# What is required
Across all the entries below, count each line that holds "Option" and report the figure only.

# Source information
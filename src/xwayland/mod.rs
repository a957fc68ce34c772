// SPDX-License-Identifier: GPL-3.0-only

//! Clipboard, primary selection and drag-and-drop between Xwayland and
//! Wayland clients.
//!
//! The compositor owns a [`DataBridge`], feeds it the X11 events of the
//! bridge's connection and the seat's selection and drag changes, and
//! answers its questions through [`BridgeHandler`].

use std::{os::fd::AsFd, rc::Rc, time::Duration, time::Instant};

use calloop::{
    generic::Generic,
    timer::{TimeoutAction, Timer},
    Interest, LoopHandle, Mode, PostAction, RegistrationToken,
};
use cosmic_xwl_bridge_config::BridgeConfig;
use smithay::utils::{Logical, Point, Serial};
use tracing::{debug, info, trace, warn};
use x11rb::{connection::Connection, protocol::xproto::Window};

mod atoms;
mod conn;
mod data_source;
mod dnd;
mod selection;
mod sources;
mod transfer;

#[cfg(test)]
pub(crate) mod testing;

pub use self::{
    atoms::Atoms,
    conn::{PropertyRequest, RequestId, X11rbConnection, XConnection, XEvent, XwlError},
    data_source::{DataSource, DndAction, DndActions, SourceEvent, XwlDataSource},
    dnd::DragEventReply,
};
use self::{data_source::SourceQueue, dnd::Dnd, selection::Clipboard};

/// Everything a bridge component needs to talk to the X server.
#[derive(Clone, Copy)]
pub(crate) struct BridgeCtx<'a> {
    pub conn: &'a dyn XConnection,
    pub atoms: &'a Atoms,
    pub config: &'a BridgeConfig,
}

/// Identifies a toplevel the compositor knows of, X11 or Wayland.
#[derive(Debug, Clone, Copy, PartialEq, Eq, Hash)]
pub struct WindowId(pub u64);

#[derive(Debug, Clone, Copy, PartialEq, Eq)]
pub struct WindowInfo {
    /// The X11 window, for Xwayland windows.
    pub x11_window: Option<Window>,
    pub xwayland: bool,
}

/// The Wayland selections that have an X11 counterpart.
#[derive(Debug, Clone, Copy, PartialEq, Eq, Hash)]
pub enum SelectionTarget {
    Clipboard,
    Primary,
}

/// The compositor side of the bridge.
pub trait BridgeHandler {
    /// Current seat selection for `target`.
    fn selection(&self, target: SelectionTarget) -> Option<Rc<dyn DataSource>>;
    fn set_selection(&mut self, target: SelectionTarget, source: Option<Rc<dyn DataSource>>);

    /// Whether the window with keyboard focus is an Xwayland window.
    fn active_window_is_x11(&self) -> bool;
    fn pointer_focus_is_xwayland(&self) -> bool;
    fn is_left_button_pressed(&self) -> bool;
    fn pointer_location(&self) -> Point<f64, Logical>;

    /// Starts a seat drag on behalf of an X11 client.
    fn start_drag(&mut self, source: Rc<dyn DataSource>);
    /// Source of the running seat drag.
    fn drag_source(&self) -> Option<Rc<dyn DataSource>>;
    /// Moves the drag focus of an X11 sourced drag to `window`.
    fn set_drag_target(&mut self, window: Option<WindowId>);

    fn window(&self, id: WindowId) -> Option<WindowInfo>;
}

#[derive(Debug, Default)]
struct Parts {
    clipboard: Option<Clipboard>,
    primary: Option<Clipboard>,
    dnd: Option<Dnd>,
}

impl Parts {
    fn clipboards_mut(&mut self) -> impl Iterator<Item = &mut Clipboard> {
        self.clipboard.iter_mut().chain(self.primary.iter_mut())
    }

    fn clipboard_mut(&mut self, target: SelectionTarget) -> Option<&mut Clipboard> {
        match target {
            SelectionTarget::Clipboard => self.clipboard.as_mut(),
            SelectionTarget::Primary => self.primary.as_mut(),
        }
    }
}

/// Selection bridge of one Xwayland instance.
#[derive(Debug)]
pub struct DataBridge<C: XConnection> {
    conn: C,
    atoms: Atoms,
    config: BridgeConfig,
    queue: SourceQueue,
    parts: Parts,
}

impl<C: XConnection> DataBridge<C> {
    pub fn new(conn: C, atoms: Atoms, config: BridgeConfig) -> Result<DataBridge<C>, XwlError> {
        let queue = SourceQueue::default();
        let ctx = BridgeCtx {
            conn: &conn,
            atoms: &atoms,
            config: &config,
        };
        let parts = Parts {
            clipboard: config
                .clipboard
                .then(|| Clipboard::new(&ctx, SelectionTarget::Clipboard, &queue))
                .transpose()?,
            primary: config
                .primary_selection
                .then(|| Clipboard::new(&ctx, SelectionTarget::Primary, &queue))
                .transpose()?,
            dnd: config
                .drag_and_drop
                .then(|| Dnd::new(&ctx, &queue))
                .transpose()?,
        };
        info!(
            clipboard = config.clipboard,
            primary = config.primary_selection,
            dnd = config.drag_and_drop,
            "Started Xwayland selection bridge."
        );

        Ok(DataBridge {
            conn,
            atoms,
            config,
            queue,
            parts,
        })
    }

    pub fn connection(&self) -> &C {
        &self.conn
    }

    pub fn config(&self) -> &BridgeConfig {
        &self.config
    }

    fn split(&mut self) -> (BridgeCtx<'_>, &mut Parts) {
        (
            BridgeCtx {
                conn: &self.conn,
                atoms: &self.atoms,
                config: &self.config,
            },
            &mut self.parts,
        )
    }

    /// Processes an X11 event. Returns whether the bridge consumed it.
    pub fn handle_x_event(&mut self, handler: &mut dyn BridgeHandler, event: &XEvent) -> bool {
        let now = Instant::now();
        let (ctx, parts) = self.split();
        let handled = route_x_event(&ctx, parts, handler, event, now);
        self.dispatch_pending(handler);
        handled
    }

    /// The seat selection or primary selection changed.
    pub fn wl_selection_changed(
        &mut self,
        handler: &mut dyn BridgeHandler,
        target: SelectionTarget,
    ) {
        let (ctx, parts) = self.split();
        if let Some(clipboard) = parts.clipboard_mut(target) {
            clipboard.wl_selection_changed(&ctx, handler);
        }
    }

    /// Keyboard focus moved, X11 access to Wayland selections may change.
    pub fn active_window_changed(&mut self, handler: &mut dyn BridgeHandler) {
        let (ctx, parts) = self.split();
        for clipboard in parts.clipboards_mut() {
            clipboard.check_wl_source(&ctx, handler);
        }
    }

    pub fn drag_started(&mut self, handler: &mut dyn BridgeHandler) {
        let (ctx, parts) = self.split();
        if let Some(dnd) = parts.dnd.as_mut() {
            dnd.drag_started(&ctx, handler);
        }
    }

    pub fn drag_ended(&mut self) {
        let (ctx, parts) = self.split();
        if let Some(dnd) = parts.dnd.as_mut() {
            dnd.drag_ended(&ctx);
        }
    }

    /// Pointer motion during a drag, over `target`. The position is taken from
    /// [`BridgeHandler::pointer_location`].
    pub fn drag_move_filter(
        &mut self,
        handler: &mut dyn BridgeHandler,
        target: Option<WindowId>,
    ) -> DragEventReply {
        let (ctx, parts) = self.split();
        match parts.dnd.as_mut() {
            Some(dnd) => dnd.drag_move_filter(&ctx, handler, target),
            None => DragEventReply::Wayland,
        }
    }

    /// The seat's drag focus moved to `target`.
    pub fn update_drag_target(
        &mut self,
        handler: &dyn BridgeHandler,
        target: Option<WindowId>,
        serial: Serial,
    ) {
        let (ctx, parts) = self.split();
        if let Some(dnd) = parts.dnd.as_mut() {
            dnd.update_drag_target(&ctx, handler, target, serial);
        }
    }

    /// The seat dropped onto the current drag target.
    pub fn drop(&mut self) {
        let (ctx, parts) = self.split();
        if let Some(dnd) = parts.dnd.as_mut() {
            dnd.drop(&ctx);
        }
    }

    /// Handles queued data source events and property replies.
    pub fn dispatch_pending(&mut self, handler: &mut dyn BridgeHandler) {
        let now = Instant::now();
        loop {
            let (ctx, parts) = self.split();
            if let Some(reply) = ctx.conn.poll_reply() {
                route_x_event(&ctx, parts, handler, &reply, now);
                continue;
            }
            // never hold the queue while dispatching, sources push into it
            let Some(event) = self.queue.borrow_mut().pop_front() else {
                break;
            };
            let (ctx, parts) = self.split();
            route_source_event(&ctx, parts, handler, event, now);
        }
    }

    /// Drives transfers and timeouts.
    pub fn refresh(&mut self, handler: &mut dyn BridgeHandler) {
        self.refresh_at(handler, Instant::now());
    }

    pub fn refresh_at(&mut self, handler: &mut dyn BridgeHandler, now: Instant) {
        let (ctx, parts) = self.split();
        for clipboard in parts.clipboards_mut() {
            clipboard.refresh(&ctx, handler, now);
        }
        if let Some(dnd) = parts.dnd.as_mut() {
            dnd.refresh(&ctx, now);
        }
        self.dispatch_pending(handler);
    }

    /// Xwayland is gone, forget everything without talking to it.
    pub fn xwayland_lost(&mut self, handler: &mut dyn BridgeHandler) {
        debug!("Xwayland lost, shutting down selection bridge.");
        let clipboards = self.parts.clipboard.take().into_iter();
        for mut clipboard in clipboards.chain(self.parts.primary.take()) {
            clipboard.clear(handler);
        }
        if let Some(mut dnd) = self.parts.dnd.take() {
            dnd.clear();
        }
        self.queue.borrow_mut().clear();
    }

    /// Destroys the bridge's windows.
    pub fn destroy(mut self) -> Result<(), XwlError> {
        let parts = std::mem::take(&mut self.parts);
        let ctx = BridgeCtx {
            conn: &self.conn,
            atoms: &self.atoms,
            config: &self.config,
        };
        for clipboard in parts.clipboard.into_iter().chain(parts.primary) {
            clipboard.destroy(&ctx)?;
        }
        if let Some(dnd) = parts.dnd {
            dnd.destroy(&ctx)?;
        }
        Ok(())
    }
}

fn route_x_event(
    ctx: &BridgeCtx<'_>,
    parts: &mut Parts,
    handler: &mut dyn BridgeHandler,
    event: &XEvent,
    now: Instant,
) -> bool {
    if parts
        .clipboards_mut()
        .any(|clipboard| clipboard.handle_x_event(ctx, handler, event, now))
    {
        return true;
    }
    if let Some(dnd) = parts.dnd.as_mut() {
        if dnd.handle_x_event(ctx, handler, event, now) {
            return true;
        }
    }
    trace!(?event, "Unhandled X11 event.");
    false
}

fn route_source_event(
    ctx: &BridgeCtx<'_>,
    parts: &mut Parts,
    handler: &mut dyn BridgeHandler,
    event: SourceEvent,
    now: Instant,
) {
    let id = event.source();
    if let Some(clipboard) = parts
        .clipboards_mut()
        .find(|clipboard| clipboard.owns_source(id))
    {
        if let SourceEvent::DataRequested { mime_type, fd, .. } = event {
            clipboard.start_transfer(ctx, handler, &mime_type, fd, now);
        }
        return;
    }
    if let Some(dnd) = parts.dnd.as_mut() {
        if dnd.handle_source_event(ctx, event, now) {
            return;
        }
    }
    trace!(source = ?id, "Event of a retired data source.");
}

impl<C: Connection> DataBridge<X11rbConnection<C>> {
    /// Handles the X11 events and replies that already arrived.
    pub fn dispatch_x_events(&mut self, handler: &mut dyn BridgeHandler) -> Result<(), XwlError> {
        while let Some(event) = self.conn.poll_event()? {
            self.handle_x_event(handler, &event);
        }
        self.dispatch_pending(handler);
        self.conn.flush()
    }
}

/// Calls `ready` whenever the X11 connection behind `fd` can be read.
///
/// x11rb may already hold events it read while waiting for a reply, so this
/// is usually paired with [`insert_refresh_timer`].
pub fn insert_x11_source<'l, D, F>(
    handle: &LoopHandle<'l, D>,
    fd: impl AsFd,
    mut ready: F,
) -> Result<RegistrationToken, calloop::Error>
where
    F: FnMut(&mut D) + 'l,
{
    let fd = rustix::io::dup(fd).map_err(|err| calloop::Error::IoError(err.into()))?;
    handle
        .insert_source(
            Generic::new(fd, Interest::READ, Mode::Level),
            move |_, _, data| {
                ready(data);
                Ok(PostAction::Continue)
            },
        )
        .map_err(|err| {
            let error = err.error;
            warn!(?error, "Failed to insert X11 connection source.");
            error
        })
}

/// Calls `refresh` every `interval` on the event loop of `handle`.
pub fn insert_refresh_timer<'l, D, F>(
    handle: &LoopHandle<'l, D>,
    interval: Duration,
    mut refresh: F,
) -> Result<RegistrationToken, calloop::Error>
where
    F: FnMut(&mut D) + 'l,
{
    handle
        .insert_source(Timer::from_duration(interval), move |_, _, data| {
            refresh(data);
            TimeoutAction::ToDuration(interval)
        })
        .map_err(|err| {
            let error = err.error;
            warn!(?error, "Failed to insert selection bridge timer.");
            error
        })
}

# Response to the exercise
12